Print verbatim every line starting at the one that contains "config.metadata_file.display()" and ending at the final line of the records; include both endpoints.
======== EXTRACTED RECORDS ========
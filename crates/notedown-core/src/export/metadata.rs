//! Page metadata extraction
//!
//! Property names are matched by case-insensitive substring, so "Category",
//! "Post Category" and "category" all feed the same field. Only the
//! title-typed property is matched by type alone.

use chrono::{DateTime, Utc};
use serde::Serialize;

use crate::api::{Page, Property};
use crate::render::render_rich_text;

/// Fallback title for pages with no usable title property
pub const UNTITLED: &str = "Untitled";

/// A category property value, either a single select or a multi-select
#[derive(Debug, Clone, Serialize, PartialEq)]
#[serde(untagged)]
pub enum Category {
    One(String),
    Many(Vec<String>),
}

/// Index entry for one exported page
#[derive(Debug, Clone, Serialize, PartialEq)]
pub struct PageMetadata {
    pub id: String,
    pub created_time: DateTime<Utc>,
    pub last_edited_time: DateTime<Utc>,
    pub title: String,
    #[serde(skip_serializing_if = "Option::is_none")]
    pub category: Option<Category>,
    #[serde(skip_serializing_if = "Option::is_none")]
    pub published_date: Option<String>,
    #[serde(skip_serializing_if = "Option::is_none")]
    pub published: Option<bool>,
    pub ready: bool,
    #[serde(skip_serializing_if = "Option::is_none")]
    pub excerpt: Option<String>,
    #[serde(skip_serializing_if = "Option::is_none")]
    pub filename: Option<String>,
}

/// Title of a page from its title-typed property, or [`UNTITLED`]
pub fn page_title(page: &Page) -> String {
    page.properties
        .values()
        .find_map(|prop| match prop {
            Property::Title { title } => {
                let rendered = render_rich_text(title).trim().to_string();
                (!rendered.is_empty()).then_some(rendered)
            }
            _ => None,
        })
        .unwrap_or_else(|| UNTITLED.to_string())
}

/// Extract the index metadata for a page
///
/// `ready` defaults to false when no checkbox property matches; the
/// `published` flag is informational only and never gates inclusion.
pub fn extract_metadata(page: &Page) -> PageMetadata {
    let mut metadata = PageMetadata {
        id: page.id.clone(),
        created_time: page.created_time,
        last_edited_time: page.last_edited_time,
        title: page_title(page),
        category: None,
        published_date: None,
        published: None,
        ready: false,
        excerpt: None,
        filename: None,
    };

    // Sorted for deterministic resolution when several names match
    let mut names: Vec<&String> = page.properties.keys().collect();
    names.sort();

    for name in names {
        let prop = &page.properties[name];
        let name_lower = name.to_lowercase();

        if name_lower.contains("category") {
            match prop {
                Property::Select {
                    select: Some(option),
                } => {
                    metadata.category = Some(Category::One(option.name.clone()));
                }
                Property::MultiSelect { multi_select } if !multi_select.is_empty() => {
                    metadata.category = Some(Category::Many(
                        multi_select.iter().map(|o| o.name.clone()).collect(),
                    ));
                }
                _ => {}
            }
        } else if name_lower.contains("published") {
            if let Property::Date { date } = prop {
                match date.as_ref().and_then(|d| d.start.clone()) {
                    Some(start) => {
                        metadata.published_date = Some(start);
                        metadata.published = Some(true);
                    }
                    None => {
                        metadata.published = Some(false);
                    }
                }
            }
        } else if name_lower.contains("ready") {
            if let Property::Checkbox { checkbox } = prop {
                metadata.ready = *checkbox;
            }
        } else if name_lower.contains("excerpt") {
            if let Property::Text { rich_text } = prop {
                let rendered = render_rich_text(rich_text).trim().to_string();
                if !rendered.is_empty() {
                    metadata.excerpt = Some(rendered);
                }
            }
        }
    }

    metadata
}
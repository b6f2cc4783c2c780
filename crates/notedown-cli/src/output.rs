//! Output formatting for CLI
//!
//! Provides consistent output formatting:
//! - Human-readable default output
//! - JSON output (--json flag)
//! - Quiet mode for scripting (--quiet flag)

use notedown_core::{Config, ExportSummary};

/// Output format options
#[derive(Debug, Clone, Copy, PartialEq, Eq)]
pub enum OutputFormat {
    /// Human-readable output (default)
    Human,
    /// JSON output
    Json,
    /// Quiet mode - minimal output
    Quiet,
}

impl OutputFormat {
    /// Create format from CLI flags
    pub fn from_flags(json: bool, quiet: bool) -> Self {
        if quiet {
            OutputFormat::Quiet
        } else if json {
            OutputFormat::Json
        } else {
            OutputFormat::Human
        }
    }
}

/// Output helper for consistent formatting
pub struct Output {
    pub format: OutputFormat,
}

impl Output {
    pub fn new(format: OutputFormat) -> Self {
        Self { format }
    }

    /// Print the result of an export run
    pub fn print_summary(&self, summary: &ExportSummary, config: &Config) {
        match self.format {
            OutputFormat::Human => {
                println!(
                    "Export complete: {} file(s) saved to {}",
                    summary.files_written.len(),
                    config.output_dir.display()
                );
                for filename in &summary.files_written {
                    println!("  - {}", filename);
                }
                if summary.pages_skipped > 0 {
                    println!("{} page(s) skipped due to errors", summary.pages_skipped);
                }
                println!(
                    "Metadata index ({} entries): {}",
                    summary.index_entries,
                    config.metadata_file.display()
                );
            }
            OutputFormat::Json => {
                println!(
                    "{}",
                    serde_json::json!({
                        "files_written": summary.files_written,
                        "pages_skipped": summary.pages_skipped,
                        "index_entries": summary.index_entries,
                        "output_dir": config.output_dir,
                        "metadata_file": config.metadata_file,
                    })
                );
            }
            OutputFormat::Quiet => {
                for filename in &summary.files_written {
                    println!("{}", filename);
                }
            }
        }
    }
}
========
• _SOLUTION FOR THIS TASK_:
                    config.metadata_file.display()
                );
            }
            OutputFormat::Json => {
                println!(
                    "{}",
                    serde_json::json!({
                        "files_written": summary.files_written,
                        "pages_skipped": summary.pages_skipped,
                        "index_entries": summary.index_entries,
                        "output_dir": config.output_dir,
                        "metadata_file": config.metadata_file,
                    })
                );
            }
            OutputFormat::Quiet => {
                for filename in &summary.files_written {
                    println!("{}", filename);
                }
            }
        }
    }
}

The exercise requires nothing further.